The majority of Boomers are liberal - the demographic shift you perceive is not going to work out the way you think it will. Gen-Z is increasingly leaning right, especially males.

Most people just want a 2018 era car (there's diminishing returns for vehicle technology at this point and average vehicle selling price trajectory, Post-Covid, is unsustainable) at a decent price - something with a six cylinder engine that can be easy serviced / repaired.


> Most people just want a 2018 era car ... at a decent price - something with a six cylinder engine that can be easy serviced / repaired

I've talked to a lot of people about their cars and car choices over the years, and that's not what people want. You can look up some surveys too, although quite a few results are obviously from one survey, you can dig a bit deeper and find older survey results or segmented surveys. What people don't really mention: engine, maintenance, servicing. I think for most people those things aren't that big of a deal, modern cars have satisfactory performance and longevity when compared to cars pre-2000. What people say they want: heated seats and steering wheels, places to charge their phone(!), car play or android auto(!), space and safety for kids and dogs, something that looks nice.

I don't think price is a mentioned factor because right now it seems like you pay more for pretty arbitrary stuff.

I want what you want, with a manual transmission for preference. It's just not what most people want.


Yeah, I have zero interest in an electric vehicle, nor a new ICE vehicle. They are all shit boxes designed to monetize everything they can from remote start, to your GPS location, to heated seats. No thanks, I'll take the 2004 Tacoma getting 16mpg that will run until the body rusts off.


So we shut off cheap EVs from China so American car makers can charge as much as they want without changing their behaviors.

America doesn't have competition. You're prices aren't going to get cheaper. Meanwhile in China internal competition in battery chemistry and packs has massively dropped costs.

It's sad when the groups we call commies have a more open market than us.

Unfortunately we're going to wake up to that too late.


Arbitraging US manufacturing to Asia and pocketing the profit has led to current predicament where we have an economy of healthcare workers, people in software, bartenders/service people barely scraping by, and skeleton crew of blue collar labor holding up domestic manufacturing. That manufacturing labor force makes make vastly lower wages than two generations prior. The vast majority of Americans live paycheck to paycheck - again, this was a labor arbitrage facilitated by US Companies and politicians from both sides. This is where there is a bit of horseshoe effect between the left and right when it comes to labor/jobs/the economy.

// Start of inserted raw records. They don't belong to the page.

//! Human-readable rendering for terminal output.

use anyhow::Context;
use invoicer_core::models::{InvoiceRecord, InvoiceSummary, Notification, NotificationLevel};
use invoicer_core::Page;
use invoicer_worker::{BatchSummary, QueueEntry};
use serde::Serialize;
use std::fmt::Write;

const EMPTY: &str = "-";

/// Truncate a string to max_len characters, appending "..." if truncated.
pub fn truncate_string(s: &str, max_len: usize) -> String {
    if s.chars().count() <= max_len {
        s.to_string()
    } else {
        let kept: String = s.chars().take(max_len.saturating_sub(3)).collect();
        format!("{}...", kept)
    }
}

pub fn print_json(value: &impl Serialize) -> anyhow::Result<()> {
    let out = serde_json::to_string_pretty(value).context("Serialize response")?;
    println!("{}", out);
    Ok(())
}

/// `$1550.00`, or `-` when the amount is unknown.
pub fn format_amount(amount: Option<f64>) -> String {
    amount
        .map(|a| format!("${:.2}", a))
        .unwrap_or_else(|| EMPTY.to_string())
}

fn text_or_dash(value: Option<&str>) -> &str {
    match value {
        Some(v) if !v.trim().is_empty() => v,
        _ => EMPTY,
    }
}

/// Long form date (`January 15, 2024`); unparseable dates are shown raw.
pub fn format_date_long(raw: Option<&str>) -> String {
    match raw {
        Some(raw) => invoicer_core::models::parse_invoice_date(raw)
            .map(|d| d.format("%B %-d, %Y").to_string())
            .unwrap_or_else(|| raw.to_string()),
        None => EMPTY.to_string(),
    }
}

pub fn render_notification(notification: &Notification) -> String {
    let tag = match notification.level {
        NotificationLevel::Success => "ok",
        NotificationLevel::Info => "info",
        NotificationLevel::Error => "error",
    };
    format!("[{}] {}", tag, notification.message)
}

pub fn render_invoice_page(title: &str, page: &Page<InvoiceSummary>) -> String {
    let mut out = String::new();
    let _ = writeln!(out, "\n=== {} ===\n", title);

    if page.items.is_empty() {
        if page.total_items == 0 {
            let _ = writeln!(out, "No invoices found.");
        } else {
            let _ = writeln!(
                out,
                "Page {} is empty ({} invoices over {} pages).",
                page.page, page.total_items, page.total_pages
            );
        }
        return out;
    }

    let first = (page.page - 1) * page.per_page + 1;
    let last = first + page.items.len() - 1;
    let _ = writeln!(
        out,
        "Showing {} to {} of {} invoices (page {} of {})\n",
        first, last, page.total_items, page.page, page.total_pages
    );

    let _ = writeln!(
        out,
        "{:<12} {:<24} {:<12} {:<40} {:>12}",
        "Invoice", "Vendor", "Date", "Shipping Address", "Total"
    );
    let _ = writeln!(out, "{}", "-".repeat(104));

    for invoice in &page.items {
        let _ = writeln!(
            out,
            "{:<12} {:<24} {:<12} {:<40} {:>12}",
            truncate_string(&invoice.invoice_id, 12),
            truncate_string(text_or_dash(invoice.vendor_name.as_deref()), 24),
            text_or_dash(invoice.invoice_date.as_deref()),
            truncate_string(text_or_dash(invoice.shipping_address.as_deref()), 40),
            format_amount(invoice.invoice_total),
        );
    }

    if page.has_next() {
        let _ = writeln!(out, "\n... (more invoices available, use --page {})", page.page + 1);
    }

    out
}

pub fn render_invoice_detail(invoice: &InvoiceRecord) -> String {
    let mut out = String::new();
    let _ = writeln!(out, "\n=== Invoice {} ===\n", invoice.invoice_id);
    let _ = writeln!(out, "Date:        {}", format_date_long(invoice.invoice_date.as_deref()));
    let _ = writeln!(out, "Vendor:      {}", text_or_dash(invoice.vendor_name.as_deref()));
    let _ = writeln!(out, "Ship to:     {}", text_or_dash(invoice.shipping_address.as_deref()));
    let _ = writeln!(
        out,
        "Bill to:     {}",
        text_or_dash(invoice.billing_address_recipient.as_deref())
    );

    let _ = writeln!(out, "\nLine items ({})", invoice.items.len());
    if invoice.items.is_empty() {
        let _ = writeln!(out, "  (none)");
    } else {
        let _ = writeln!(
            out,
            "{:<24} {:<36} {:>8} {:>12} {:>12}",
            "Item", "Description", "Qty", "Unit Price", "Amount"
        );
        let _ = writeln!(out, "{}", "-".repeat(96));
        for item in &invoice.items {
            let _ = writeln!(
                out,
                "{:<24} {:<36} {:>8} {:>12} {:>12}",
                truncate_string(text_or_dash(item.name.as_deref()), 24),
                truncate_string(text_or_dash(item.description.as_deref()), 36),
                item.quantity.unwrap_or(0.0),
                format_amount(Some(item.unit_price.unwrap_or(0.0))),
                format_amount(Some(item.amount.unwrap_or(0.0))),
            );
        }
    }

    let _ = writeln!(out);
    let _ = writeln!(out, "Subtotal:    {}", format_amount(Some(invoice.sub_total.unwrap_or(0.0))));
    let _ = writeln!(
        out,
        "Shipping:    {}",
        format_amount(Some(invoice.shipping_cost.unwrap_or(0.0)))
    );
    let _ = writeln!(
        out,
        "Total:       {}",
        format_amount(Some(invoice.invoice_total.unwrap_or(0.0)))
    );
    out
}

pub fn render_queue(entries: &[QueueEntry], summary: &BatchSummary) -> String {
    let mut out = String::new();
    let _ = writeln!(out, "\n=== Uploads ===\n");
    let _ = writeln!(
        out,
        "{:<32} {:>10} {:<10} {}",
        "File", "Size (MB)", "Status", "Result"
    );
    let _ = writeln!(out, "{}", "-".repeat(90));

    for entry in entries {
        let result = entry
            .record
            .invoice_link()
            .or_else(|| entry.record.message.clone())
            .unwrap_or_default();
        let _ = writeln!(
            out,
            "{:<32} {:>10.2} {:<10} {}",
            truncate_string(&entry.file_name, 32),
            entry.byte_size as f64 / (1024.0 * 1024.0),
            entry.record.state.as_str(),
            result,
        );
    }

    let _ = writeln!(
        out,
        "\n{} succeeded, {} failed",
        summary.succeeded, summary.failed
    );
    out
}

America is a farm - the US consumer is the product. The only thing that has gotten cheaper over the last few decades are consumer goods from Asia. The US auto industry is more or less an oligopoly - none of the OEMS, outside of Tesla, are seriously interested in competing on price.


Manufacturing jobs aren’t coming back, it’ll be automated primarily, and Americans don’t want to work the manufacturing jobs that already exist. You’re arguing for status based pay through work identity (“good manufacturing jobs”) when you should argue for living wages regardless of job, unions, and universal healthcare. 80% of US jobs are service based, that is unlikely to change, especially as healthcare grows with 4M Boomers retiring per year.

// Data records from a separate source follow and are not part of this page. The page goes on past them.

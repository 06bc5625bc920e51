//! Domain methods for the invoice API client.

use crate::cache::InvoiceCache;
use crate::error::ClientError;
use crate::{normalize, ApiClient};
use invoicer_core::models::{
    CandidateFile, FileSource, HealthStatus, InvoiceList, InvoiceRecord, UploadResponse,
};
use invoicer_core::validation::MAX_FILE_SIZE_BYTES;
use std::path::Path;
use tokio::io::AsyncReadExt;

impl ApiClient {
    /// Submit a document for extraction (`POST /extract`, multipart field `file`).
    #[tracing::instrument(skip(self, file), fields(file_name = %file.name, byte_size = file.byte_size))]
    pub async fn upload_invoice(&self, file: &CandidateFile) -> Result<UploadResponse, ClientError> {
        let data = match &file.source {
            FileSource::Memory(bytes) => bytes.to_vec(),
            FileSource::Path(path) => read_bounded(path, MAX_FILE_SIZE_BYTES).await?,
        };

        let mut part = reqwest::multipart::Part::bytes(data).file_name(file.name.clone());
        if !file.declared_type.trim().is_empty() {
            part = part
                .mime_str(file.declared_type.trim())
                .map_err(|e| ClientError::Http(format!("Invalid media type: {}", e)))?;
        }
        let form = reqwest::multipart::Form::new().part("file", part);

        let body = self.post_multipart("/extract", form).await?;
        let response = normalize::upload_response(body)?;

        tracing::info!(invoice_id = ?response.invoice_id, "Invoice submitted for extraction");
        Ok(response)
    }

    /// Fetch one invoice with its line items.
    #[tracing::instrument(skip(self))]
    pub async fn get_invoice(&self, invoice_id: &str) -> Result<InvoiceRecord, ClientError> {
        let path = format!("/invoice/{}", urlencoding::encode(invoice_id));
        let body = self.get(&path).await?;
        normalize::invoice_record(body)
    }

    /// Fetch an invoice, consulting `cache` first and filling it on a miss.
    pub async fn get_invoice_cached(
        &self,
        cache: &InvoiceCache,
        invoice_id: &str,
    ) -> Result<InvoiceRecord, ClientError> {
        if let Some(record) = cache.get(invoice_id) {
            tracing::debug!(invoice_id = %invoice_id, "Invoice cache hit");
            return Ok(record);
        }

        let record = self.get_invoice(invoice_id).await?;
        cache.put(record.clone());
        Ok(record)
    }

    /// Search invoices whose vendor name matches `vendor_name`.
    #[tracing::instrument(skip(self))]
    pub async fn get_invoices_by_vendor(&self, vendor_name: &str) -> Result<InvoiceList, ClientError> {
        let path = format!("/invoices/vendor/{}", urlencoding::encode(vendor_name));
        let body = self.get(&path).await?;
        let list = normalize::invoice_list(body)?;
        tracing::debug!(count = list.count, "Vendor search complete");
        Ok(list)
    }

    /// List every invoice the service knows about.
    #[tracing::instrument(skip(self))]
    pub async fn list_invoices(&self) -> Result<InvoiceList, ClientError> {
        let body = self.get("/invoices").await?;
        normalize::invoice_list(body)
    }

    pub async fn health(&self) -> Result<HealthStatus, ClientError> {
        let body = self.get("/health").await?;
        normalize::health(body)
    }
}

/// Read a local file, refusing it once more than `max` bytes come back.
///
/// The file may have grown since it was validated, so the ceiling is checked
/// against what is actually read.
async fn read_bounded(path: &Path, max: u64) -> Result<Vec<u8>, ClientError> {
    let io_error = |source| ClientError::Io {
        path: path.to_path_buf(),
        source,
    };

    let file = tokio::fs::File::open(path).await.map_err(io_error)?;
    let mut data = Vec::new();
    file.take(max + 1)
        .read_to_end(&mut data)
        .await
        .map_err(io_error)?;

    if data.len() as u64 > max {
        tracing::warn!(path = %path.display(), max, "Local file exceeds the size ceiling");
        return Err(ClientError::FileTooLarge {
            path: path.to_path_buf(),
            max,
        });
    }

    Ok(data)
}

If American auto companies aren’t interested in building affordable EVs, why are we harming US consumers by preventing them from buying imported EVs? Because, as you said, farming profits for US legacy auto. I want to buy high quality, affordable Chinese products. I don’t want to buy lower quality US products solely because of cronyism and ideology to protect their profits using trade policy.

https://www.cato.org/blog/americans-think-manufacturing-empl...

https://www.npr.org/sections/planet-money/2025/05/13/g-s1-66...

https://www.msnbc.com/opinion/msnbc-opinion/trump-tariffs-ma...


If you pay them, they will come. No is going to work in a plant making $20/hr. There are no shortage of people trying to get into unionized / Big 3 US automotive OEM plants making $60-70K base, $100K if you work at a plant making an in-demand vehicle that's running three shifts/overtime, but those are only a handful of those right now.

You really are missing the forest for the trees with respect to cheap stuff from Asia and completely gutting our capacity to manufacturer from a national security standpoint, and totally ignore what effect the gutting has had on manufacturing in the other 50% of the Country living outside of metro areas.

It's nerd-sperging - "I want cheap shit but I don't want to think about the externalities like hundreds of thousands of people that live outside of metro areas overdosing on opioids because their way of a middle class life has been destroyed or national security, because I discounted / ignore them because I life in a perfect world where I just type on a keyboard all day and get paid more than 95% of Americans and I want a perfect EV."

Yeah I'm sure the Chinese will sell you cruise missiles when the time comes.


The last administration fought for the greatest support package ever provided to rural Red America since the New Deal with the Inflation Reduction Act (putting renewables, battery, and EV manufacturing in their states), and these people still voted poorly. So, forgive me if I have no empathy for people who will vote the country into the ground. Let them pull bootstraps.

> Yeah I'm sure the Chinese will sell you cruise missiles when the time comes.

I support cultivating domestic high tech, high throughput manufacturing capacity, just with as few humans required as possible.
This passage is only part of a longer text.